Prof Purwiyatno menambahkan, saat makanan sudah terkontaminasi, pasti akan mengandung kuman seperti bakteri, virus, parasit, atau zat kimia berbahaya. Sehingga berisiko menimbulkan berbagai penyakit.
Terkait dengan keamanan pangan, tambah Prof Purwiyatno, dapat timbul penyakit berbahaya yang mempengaruhi berbagai kalangan orang. Tetapi yang paling rentan adalah anak-anak di bawah usia 5 tahun, serta orang tinggal di wilayah berpenghasilan rendah.
Prof Purwiyatno menilai edukasi keamanan pangan bagi banyak orang dinilai efektif. Pastinya hal ini dapat mengurangi penyakit bawaan makanan. Penyakit tersebut biasanya berkaitan dengan gangguan sistem pencernaan. Beberapa kasus penyakit bahkan bisa menyebabkan kematian.
Bukan cuma sekedar penyakit bawaan, saat seseorang tidak mengonsumsi makanan dengan gizi seimbang, risiko stunting akan muncul.

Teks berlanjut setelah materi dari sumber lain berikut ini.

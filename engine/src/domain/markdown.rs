//! Markdown-subset renderer for analysis report text.
//!
//! Stateless, pure transform from the constrained dialect the analysis
//! collaborator emits into structured [`MarkupNode`]s. Constructs are applied
//! in a fixed precedence order: `***…***` highlight callouts first, then
//! `**…**` bold, then `- ` list items, then leading `N. ` numbered blocks;
//! every remaining newline becomes a line break. Input is trusted local or
//! collaborator text; escaping happens only at HTML serialization.

use shared::{InlineNode, MarkupNode, RenderedDocument};

/// Render constrained markdown into a structured document.
pub fn render(text: &str) -> RenderedDocument {
    let mut nodes = Vec::new();
    for (i, segment) in text.split("***").enumerate() {
        if i % 2 == 1 {
            // Odd segments sit between triple-asterisk markers. An
            // unterminated marker highlights the remainder of the text.
            let callout = segment.trim();
            if !callout.is_empty() {
                nodes.push(MarkupNode::Callout(callout.to_string()));
            }
        } else {
            render_flow(segment, &mut nodes);
        }
    }
    RenderedDocument { nodes }
}

fn render_flow(segment: &str, nodes: &mut Vec<MarkupNode>) {
    for line in segment.lines() {
        if let Some(rest) = line.strip_prefix("- ") {
            nodes.push(MarkupNode::ListItem(parse_inlines(rest)));
        } else if let Some((number, rest)) = parse_numbered(line) {
            nodes.push(MarkupNode::NumberedItem {
                number,
                content: parse_inlines(rest),
            });
        } else {
            nodes.push(MarkupNode::Line(parse_inlines(line)));
        }
    }
}

/// Leading `N. ` pattern: one or more digits, a dot, a space.
fn parse_numbered(line: &str) -> Option<(u32, &str)> {
    let digits_end = line.find(|c: char| !c.is_ascii_digit())?;
    if digits_end == 0 {
        return None;
    }
    let rest = line[digits_end..].strip_prefix(". ")?;
    let number = line[..digits_end].parse().ok()?;
    Some((number, rest))
}

/// Split a line on `**` markers: odd segments are bold, even are plain text.
fn parse_inlines(line: &str) -> Vec<InlineNode> {
    let mut inlines = Vec::new();
    for (i, part) in line.split("**").enumerate() {
        if part.is_empty() {
            continue;
        }
        if i % 2 == 1 {
            inlines.push(InlineNode::Bold(part.to_string()));
        } else {
            inlines.push(InlineNode::Text(part.to_string()));
        }
    }
    inlines
}

#[cfg(test)]
mod tests {
    use super::*;

    fn text(s: &str) -> InlineNode {
        InlineNode::Text(s.to_string())
    }

    fn bold(s: &str) -> InlineNode {
        InlineNode::Bold(s.to_string())
    }

    #[test]
    fn plain_lines_become_line_nodes() {
        let doc = render("first\nsecond");
        assert_eq!(
            doc.nodes,
            vec![
                MarkupNode::Line(vec![text("first")]),
                MarkupNode::Line(vec![text("second")]),
            ]
        );
    }

    #[test]
    fn bold_spans_inside_a_line() {
        let doc = render("take **two** tablets");
        assert_eq!(
            doc.nodes,
            vec![MarkupNode::Line(vec![
                text("take "),
                bold("two"),
                text(" tablets"),
            ])]
        );
    }

    #[test]
    fn dash_lines_become_list_items() {
        let doc = render("- iron **low**\n- vitamin D normal");
        assert_eq!(
            doc.nodes,
            vec![
                MarkupNode::ListItem(vec![text("iron "), bold("low")]),
                MarkupNode::ListItem(vec![text("vitamin D normal")]),
            ]
        );
    }

    #[test]
    fn numbered_prefix_starts_an_emphasized_block() {
        let doc = render("1. Summary of findings\n12. Later point");
        assert_eq!(
            doc.nodes,
            vec![
                MarkupNode::NumberedItem { number: 1, content: vec![text("Summary of findings")] },
                MarkupNode::NumberedItem { number: 12, content: vec![text("Later point")] },
            ]
        );
    }

    #[test]
    fn number_without_dot_space_is_a_plain_line() {
        let doc = render("1.Summary\n2021 was fine");
        assert_eq!(
            doc.nodes,
            vec![
                MarkupNode::Line(vec![text("1.Summary")]),
                MarkupNode::Line(vec![text("2021 was fine")]),
            ]
        );
    }

    #[test]
    fn triple_asterisks_take_precedence_over_bold() {
        let doc = render("before ***Needs review*** after **soon**");
        assert_eq!(
            doc.nodes,
            vec![
                MarkupNode::Line(vec![text("before ")]),
                MarkupNode::Callout("Needs review".to_string()),
                MarkupNode::Line(vec![text(" after "), bold("soon")]),
            ]
        );
    }

    #[test]
    fn unterminated_callout_highlights_the_remainder() {
        let doc = render("note ***everything after");
        assert_eq!(
            doc.nodes,
            vec![
                MarkupNode::Line(vec![text("note ")]),
                MarkupNode::Callout("everything after".to_string()),
            ]
        );
    }

    #[test]
    fn empty_input_renders_nothing() {
        assert!(render("").nodes.is_empty());
    }

    #[test]
    fn renders_to_html_end_to_end() {
        let doc = render("***Alert***\n- **fever** noted");
        // The newline after the callout survives as a line break.
        assert_eq!(
            doc.to_html(),
            "<div class=\"callout\">Alert</div><br><ul><li><strong>fever</strong> noted</li></ul>"
        );
    }
}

Seperti yang kita tahu, Data Riset Kesehatan Dasar (Riskesdas) 2018 menunjukkan prevalensi stunting menurun menjadi 30,8 persen dari 37,2 persen di 2013, prevalensi gizi kurang (underweigth) juga membaik dari 19,6 persen pada 2013 menjadi 17,7 persen (2018), sedangkan prevalensi kurus (wasting) turun ke posisi 10,2 persen (2018) dari 12,1 (2013).
Kemiskinan masih menjadi faktor utama penyebab munculnya masalah gizi ini. Karena miskin, tidak semua lapisan masyarakat bisa mendapatkan makanan sehat dengan mudah, sehingga harus dicarikan solusinya, antara lain fortifikasi pangan oleh dunia usaha.
Professor of John Hopkins Bloomberg School of Public Health Prof Martin W Bloem mengatakan, guna memutus mata rantai ini, konsumsi makanan bergizi harus berkelanjutan. Pelaku usaha dalam hal ini dapat berkontribusi dengan menyediakan makanan bergizi, antara lain dengan fortifikasi.
“Untuk menjaga keamanan pangan, ada satu teknologi fortifikasi makanan yang dinilai efektif. Dengan teknologi tersebut makanan olahan disebut tidak hilang gizinya,” ucap Prof Bloem.
Fortifikasi pangan merupakan metode untuk menitipkan senyawa penting yang diperlukan ke makanan untuk meningkatkan nilai gizinya, sehingga lebih mudah dijangkau masyarakat,. Vitamin A misalnya, lazim dimasukkan ke produk margarin dan minyak goreng. Sementara yodium dimasukkan ke dalam garam.
Direktur PT Indofood Sukses Makmur Tbk Axton Salim setuju dengan inovasi tersebut. Dia menyebutkan, dunia usaha memang harus memiliki peran penting dalam mengatasi malnutrisi, antara lain dengan menciptakan makanan sehat (fortifikasi pangan).
“Fortifikasi pangan dapat menggunakan bahan pangan lokal dengan biaya produksi yang tidak mahal. Sehingga bisa dijual dengan harga yang terjangkau masyarakat,” pungkasnya. (Insp01/vnc)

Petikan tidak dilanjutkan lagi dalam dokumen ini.